Nous sommes clairement face à une situation abominable. Mais les
raisons en sont nombreuses et complexes, ce qui fait que nous
paraissons parfois manquer des outils intellectuels appropriés pour la
résoudre. Or, sans le savoir souvent, nous sommes encore les maitres de
ces problématiques. Il en va de notre responsabilité de questionner nos
possibilités réelles. L’Europe va vers des problèmes encore plus graves
qu’elle a tout intérêt à résoudre en amont de leur complète et totale
métabolisation. Prévenir ces urgences semble complexe mais cette
résolution aura une incidence essentielle sur les équilibres mondiaux
et la paix à long terme sur le continent. Il s’agit de ré-interroger
notre humanité et de faire appel à notre imagination d’une manière
nouvelle. La première est de constater que nous sommes une
société extrêmement riche et chanceuse y compris quant on en vient à se
questionner sur ses perspectives climatiques. Nous avons connu la
guerre. Nous avons connu le drame des réfugiés en Europe. Des drames
spectaculaires qui devraient aujourd’hui encore nous rendre méditatifs
et prudents quand il s’agit de vie humaine. Il s’agit ni plus ni moins
de retrouver le sens de notre humanité. De considérer que nous avons
affaire à des gens qui ne sont pas nos concitoyens, mais qui font
partie d’une communauté à laquelle nous sommes nous aussi rattachés,
les différentes parties du monde, où chacun s’organise sous la férule
de principes qui doivent être communs à toute l’humanité. Nous savons à
ce titre un devoir d’assistance comme dans les conventions de Genève au
lendemain de la seconde guerre mondiale. Nous ne sommes pas censés
abdiquer notre prospérité, mais au contraire la préserver. Se montrer
conscients de ces problématiques est une nécessité ontologique stricte.
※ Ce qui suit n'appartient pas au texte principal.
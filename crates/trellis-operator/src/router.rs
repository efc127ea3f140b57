//! Routing children: workload Service, serving TLS secret, managed HTTPRoute
//!
//! The Service fronts the serving pods in either topology (leader pods carry
//! the serving selector labels, workers behind a leader do not). The managed
//! route binds the configured gateways to the inference pool when a
//! scheduler is deployed, or straight to the Service otherwise. Pool
//! migration state decides which pool API group the route references.

use std::collections::BTreeMap;

use k8s_openapi::api::core::v1::{Secret, Service, ServicePort, ServiceSpec};
use k8s_openapi::apimachinery::pkg::util::intstr::IntOrString;
use kube::ResourceExt;
use rcgen::{
    CertificateParams, DistinguishedName, DnType, DnValue, ExtendedKeyUsagePurpose, Ia5String,
    IsCa, KeyPair, KeyUsagePurpose, SanType,
};

use trellis_common::crd::networking::{
    HTTPBackendRef, HTTPPathMatch, HTTPRoute, HTTPRouteMatch, HTTPRouteRule, HTTPRouteSpec,
    ParentReference, GATEWAY_GROUP, LEGACY_POOL_GROUP, POOL_GROUP,
};
use trellis_common::crd::{PoolMigration, TrellisInferenceService};
use trellis_common::kube_utils::{child_metadata, child_name};
use trellis_common::{Error, Result};

use crate::identity::WorkloadRole;
use crate::scheduler;
use crate::workload::selector_labels;

/// Port the serving containers listen on
pub const SERVING_PORT: i32 = 8000;

/// Serving certificate lifetime. The secret is created once and never
/// rotated, so this is deliberately long.
const CERT_VALIDITY_YEARS: i64 = 10;

const COMPONENT: &str = "router";

/// Name of the Service fronting the serving pods
pub fn service_name(instance: &TrellisInferenceService) -> String {
    child_name(&instance.name_any(), "-workload-svc")
}

/// Name of the serving TLS secret
pub fn tls_secret_name(instance: &TrellisInferenceService) -> String {
    child_name(&instance.name_any(), "-workload-tls")
}

/// Name of the managed HTTPRoute
pub fn route_name(instance: &TrellisInferenceService) -> String {
    child_name(&instance.name_any(), "-route")
}

/// Whether a managed route should exist for this instance.
///
/// Requires at least one gateway ref; user-supplied route refs suppress the
/// managed route entirely.
pub fn managed_route_enabled(instance: &TrellisInferenceService) -> bool {
    instance.spec.router.as_ref().is_some_and(|router| {
        !router.has_user_routes()
            && router
                .gateway
                .as_ref()
                .is_some_and(|gateway| !gateway.refs.is_empty())
    })
}

/// Build the cluster-IP Service in front of the serving pods.
pub fn workload_service(instance: &TrellisInferenceService) -> Service {
    Service {
        metadata: child_metadata(instance, &service_name(instance), COMPONENT),
        spec: Some(ServiceSpec {
            type_: Some("ClusterIP".to_string()),
            selector: Some(selector_labels(instance, WorkloadRole::Main)),
            ports: Some(vec![ServicePort {
                name: Some("http".to_string()),
                port: SERVING_PORT,
                target_port: Some(IntOrString::Int(SERVING_PORT)),
                protocol: Some("TCP".to_string()),
                ..Default::default()
            }]),
            ..Default::default()
        }),
        ..Default::default()
    }
}

/// Generate the self-signed serving certificate secret.
///
/// Called only when the secret does not exist yet; reconciliation never
/// rewrites it, so serving pods keep a stable certificate across restarts.
pub fn tls_secret(instance: &TrellisInferenceService) -> Result<Secret> {
    let service = service_name(instance);
    let namespace = instance.namespace().unwrap_or_default();
    let sans = [
        service.clone(),
        format!("{service}.{namespace}"),
        format!("{service}.{namespace}.svc"),
        format!("{service}.{namespace}.svc.cluster.local"),
    ];
    let (cert_pem, key_pem) = self_signed_cert(&sans)?;

    Ok(Secret {
        metadata: child_metadata(instance, &tls_secret_name(instance), COMPONENT),
        type_: Some("kubernetes.io/tls".to_string()),
        string_data: Some(BTreeMap::from([
            ("tls.crt".to_string(), cert_pem),
            ("tls.key".to_string(), key_pem),
        ])),
        ..Default::default()
    })
}

fn self_signed_cert(sans: &[String]) -> Result<(String, String)> {
    let mut params = CertificateParams::default();

    let mut dn = DistinguishedName::new();
    dn.push(DnType::CommonName, DnValue::Utf8String(sans[0].clone()));
    dn.push(
        DnType::OrganizationName,
        DnValue::Utf8String("Trellis".to_string()),
    );
    params.distinguished_name = dn;

    params.is_ca = IsCa::NoCa;
    params.key_usages = vec![
        KeyUsagePurpose::DigitalSignature,
        KeyUsagePurpose::KeyEncipherment,
    ];
    params.extended_key_usages = vec![ExtendedKeyUsagePurpose::ServerAuth];

    let now = ::time::OffsetDateTime::now_utc();
    params.not_before = now;
    params.not_after = now + ::time::Duration::days(CERT_VALIDITY_YEARS * 365);

    params.subject_alt_names = sans
        .iter()
        .map(|san| {
            Ia5String::try_from(san.clone())
                .map(SanType::DnsName)
                .map_err(|e| Error::internal(format!("invalid DNS name {san:?}: {e}")))
        })
        .collect::<Result<Vec<_>>>()?;

    let key = KeyPair::generate()
        .map_err(|e| Error::internal(format!("failed to generate serving key: {e}")))?;
    let cert = params
        .self_signed(&key)
        .map_err(|e| Error::internal(format!("failed to sign serving certificate: {e}")))?;

    Ok((cert.pem(), key.serialize_pem()))
}

/// Backend the managed route forwards to.
///
/// With a scheduler the route targets the inference pool, in the API group
/// the migration state selects; without one it targets the workload Service
/// directly.
pub fn backend_ref(instance: &TrellisInferenceService) -> HTTPBackendRef {
    let scheduler_managed = instance
        .spec
        .router
        .as_ref()
        .is_some_and(|r| r.scheduler.is_some());
    if scheduler_managed {
        let group = match instance.pool_migration() {
            PoolMigration::Migrated => POOL_GROUP,
            PoolMigration::NotMigrated => LEGACY_POOL_GROUP,
        };
        HTTPBackendRef {
            group: Some(group.to_string()),
            kind: Some("InferencePool".to_string()),
            name: scheduler::pool_name(instance),
            ..Default::default()
        }
    } else {
        HTTPBackendRef {
            name: service_name(instance),
            port: Some(SERVING_PORT),
            ..Default::default()
        }
    }
}

/// Build the managed HTTPRoute for the configured gateways.
pub fn http_route(instance: &TrellisInferenceService) -> HTTPRoute {
    let gateway_refs = instance
        .spec
        .router
        .as_ref()
        .and_then(|r| r.gateway.as_ref())
        .map(|g| g.refs.as_slice())
        .unwrap_or_default();

    let parent_refs = gateway_refs
        .iter()
        .map(|gateway| ParentReference {
            group: Some(GATEWAY_GROUP.to_string()),
            kind: Some("Gateway".to_string()),
            name: gateway.name.clone(),
            namespace: gateway.namespace.clone(),
            section_name: None,
        })
        .collect();

    HTTPRoute {
        metadata: child_metadata(instance, &route_name(instance), COMPONENT),
        spec: HTTPRouteSpec {
            parent_refs,
            hostnames: vec![],
            rules: vec![HTTPRouteRule {
                matches: vec![HTTPRouteMatch {
                    path: Some(HTTPPathMatch {
                        type_: Some("PathPrefix".to_string()),
                        value: Some("/".to_string()),
                    }),
                }],
                backend_refs: vec![backend_ref(instance)],
            }],
        },
    }
}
Sinon, nous irons à terme — doux euphémisme — vers des situations
insolubles. Cette prise en compte humaine de tous doit être
conditionnée à des négociations juridiques dans le monde entier et en
particulier à l’ONU lieu naturel de leur mise en œuvre à venir. Il
s’agit d’abord et avant tout de renforcer des institutions que les
aléas actuels de la politique internationales, et en particulier aux
Etats Unis fragilisent. Nous devons revendiquer et obtenir la création
d’un Habeas Corpus Mondial, comme dans le droit anglais, qui en 1679,
grâce à sa Carta Magna et sa Bill of Rights a établit les ferments d’un
respect légal de la personne humaine et d’une protection de la liberté
individuelle. Nous devrons alors tirer les conséquences de cette
nécessaire perspective législative afin de garantir aux individus une
protection mondiale dans le cadre des Droits de l’Homme. Nous avons
l’impérieuse obligation d’adapter le droit international aux réalités
d’aujourd’hui.
L’Europe se protégera si elle sait anticiper les avancées prévisibles
des contextes géostratégiques à venir. Mais elle doit le faire au nom
de ses valeurs et de l’indispensable solidarité intra européenne qui
doit enfin jouer. Nous devons accueillir des populations qui sont en
danger direct de mort, quelque soir la raison qui a abouti à leur
décision de quitter leur pays d’origine, guerre, conflits politiques,
famines, crises écologiques et environnementales graves. On ne se
résout pas à des gestes aussi dangereux et graves sans raison sérieuse
et absolue. Ces populations représentent une fraction très réduite de
la population du continent. Un infime pourcentage. Mais nous avons pris
l’habitude intellectuelle de parfois accréditer des idées frelatées qui
corrompent l’espace public médiatique, le populisme le plus abject
comme le nationalisme borné qui ne comprend pas le danger qu’il court à
vouloir se retrancher du monde dans un repli identitaire dangereux. Le
déni de réalité est le chemin le plus court vers l’aggravation des
problèmes. Or, beaucoup d’entre nous refusent de voir les choses en
face. Refusent de comprendre qu’une attitude sectaire, idéologiquement
cadenassée, est en définitive contre-productive. Bien sûr, la
répartition de ceux qui resteront est une question qui se pose. Mais
vouloir imposer un monde fermé à des générations qui sont nées sur des
principes d’ouverture est une aberration.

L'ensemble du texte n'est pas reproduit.